The boys raced about at first and yelled to each other to come see this animal, and to watch that one shaking the bars. Van Bibber wandered around after them. They seemed to be having a very good time, and he felt a queer sensation of satisfaction in some one else’s pleasure which was oddly pleasing. Then they flocked back to him again and informed him it was time to “get into the show part,” and so he led them, to the grave disgust of the attendants, to the principal box in the place.

“My eyes! but I wish de boys could see me now,” said one of them, pride and happiness beaming from every feature of his face. “I guess this is old man Barnum’s box, for sure.”

Van Bibber sat in the back of the box. He didn’t mind how the people around them smiled. He felt himself very far above them, and in a position to do as many eccentric things as he pleased. And he found himself enjoying the show and the friendly interest his guests took in him, and in their fear lest he couldn’t see everything, or that he might miss what the clowns said.

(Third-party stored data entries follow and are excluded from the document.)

//! Async action creators.

use serde_json::Value;

use crate::client::{CacheClient, DeleteCacheRequest};
use crate::state::{CacheAction, SiteId};

/// Delete the page cache for `site_id`.
///
/// Dispatches `DeleteCache` before sending, then `DeleteCacheSuccess` or
/// `DeleteCacheFailure` once the client answers. Failures are reported only
/// through the dispatched action.
pub async fn delete_cache<C, D>(client: &C, dispatch: &mut D, site_id: SiteId, kind: Value)
where
    C: CacheClient + ?Sized,
    D: FnMut(CacheAction),
{
    dispatch(CacheAction::DeleteCache { site_id });

    let request = DeleteCacheRequest::new(site_id, kind);
    match client.delete_cache(&request).await {
        Ok(()) => {
            tracing::debug!(%site_id, "cache deleted");
            dispatch(CacheAction::DeleteCacheSuccess { site_id });
        }
        Err(e) => {
            tracing::warn!(%site_id, error = %e, "cache delete failed");
            dispatch(CacheAction::DeleteCacheFailure { site_id });
        }
    }
}
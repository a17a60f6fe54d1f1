use clap::{Parser, Subcommand};

#[derive(Parser)]
#[command(name = "vitrina")]
#[command(author, version, about = "Telegram storefront bot with menu navigation for digital products and services", long_about = None)]
pub struct Cli {
    #[command(subcommand)]
    pub command: Option<Commands>,
}

#[derive(Subcommand)]
pub enum Commands {
    /// Run the bot (update poller + control server)
    Run {
        /// Webhook-only mode: do not autostart the update poller
        #[arg(long)]
        webhook: bool,
    },
}

impl Cli {
    pub fn parse_args() -> Self {
        Self::parse()
    }
}
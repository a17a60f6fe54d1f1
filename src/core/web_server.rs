//! Webhook and control surface for the bot.
//!
//! Push-mode updates arrive at /webhook and feed the same dispatcher as
//! the poller. /start_bot and /stop_bot drive the pull loop; / and
//! /health report liveness (the external monitor probes /health).

use axum::{
    body::Bytes,
    extract::State,
    http::StatusCode,
    response::{IntoResponse, Json, Response},
    routing::{get, post},
    Router,
};
use serde_json::json;
use std::net::SocketAddr;
use std::sync::Arc;
use tokio::net::TcpListener;

use crate::telegram::types::RawUpdate;
use crate::telegram::{process_update, BotContext, Supervisor};

/// Shared state for the control server.
#[derive(Clone)]
struct WebState {
    ctx: Arc<BotContext>,
    supervisor: Supervisor,
}

/// Build the router. Exposed separately from [`start_web_server`] so
/// tests can serve it on an ephemeral port.
pub fn app(ctx: Arc<BotContext>, supervisor: Supervisor) -> Router {
    let state = WebState { ctx, supervisor };

    Router::new()
        .route("/", get(health_handler))
        .route("/health", get(health_handler))
        .route("/webhook", post(webhook_handler))
        .route("/start_bot", post(start_bot_handler))
        .route("/stop_bot", post(stop_bot_handler))
        .with_state(state)
}

/// Start the control server and serve until the process exits.
pub async fn start_web_server(port: u16, ctx: Arc<BotContext>, supervisor: Supervisor) -> std::io::Result<()> {
    let addr = SocketAddr::from(([0, 0, 0, 0], port));

    log::info!("Starting control server on http://{}", addr);
    log::info!("  /          - Health check (also /health)");
    log::info!("  /webhook   - Push-mode update delivery");
    log::info!("  /start_bot - Start the update poller");
    log::info!("  /stop_bot  - Stop the update poller");

    let listener = TcpListener::bind(&addr).await?;
    axum::serve(listener, app(ctx, supervisor)).await?;

    Ok(())
}

/// GET / and /health: running flag plus a timestamp.
async fn health_handler(State(state): State<WebState>) -> Json<serde_json::Value> {
    let health = state.supervisor.health();
    Json(json!({
        "status": "online",
        "bot_active": health.bot_active,
        "timestamp": health.timestamp.to_rfc3339(),
    }))
}

/// POST /webhook: decode one update and hand it to the dispatcher.
async fn webhook_handler(State(state): State<WebState>, body: Bytes) -> Response {
    match RawUpdate::from_slice(&body) {
        Ok(update) => {
            process_update(&state.ctx, update).await;
            (StatusCode::OK, "OK").into_response()
        }
        Err(e) => {
            log::error!("Webhook error: {}", e);
            (StatusCode::INTERNAL_SERVER_ERROR, "Error").into_response()
        }
    }
}

/// POST /start_bot: idempotent start of the update poller.
async fn start_bot_handler(State(state): State<WebState>) -> Json<serde_json::Value> {
    state.supervisor.start().await;
    Json(json!({ "status": "Bot started" }))
}

/// POST /stop_bot: cooperative stop of the update poller.
async fn stop_bot_handler(State(state): State<WebState>) -> Json<serde_json::Value> {
    state.supervisor.stop();
    Json(json!({ "status": "Bot stopped" }))
}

He stopped the man who sold peanuts and candies, and distributed them lavishly. It was cheaper by far than a Delmonico supper, and he enjoyed seeing the half-famished way in which the young rascals fell upon the supplies and stowed them away. They were really very noisy and wildly excited, but he didn’t care. He never remembered having given anybody so much extreme pleasure before in his life.

When it was all over and the big spectacular show that had held them breathless had ended, he fought his way out to the waiting hansom, very well pleased with the night’s experience. But before he got away his guests crowded around him at the door, and one of them, who, as they had privately informed him, was no less distinguished an individual than the captain of Open Lots Baseball Club, of which they were all members, thanked him very civilly and asked him his name. He gave the captain his card with grave politeness and shook hands with all of them with equal solemnity, and then drove down town and had a solitary supper. On the whole, he concluded that though he had made nothing by it, he had not wasted the box, and he went to bed satisfied.

And two days later he received in a very dirty envelope the following epistle:

DEAR SIR—At a meeting of the Open Lots Baseball Club it was voted, on account of your kindness, to change the name to the Courtland Van Bibber Baseball Club, which it is now, as a mark of our apreshun of your kindness. Truly yours,

TERENCE FAHEY MCGLOIN,
 Capt. C. Van. B. B. B. C.

“So,” said Van Bibber, as he put the letter carefully away, “It pays to go out into the highways, after all.”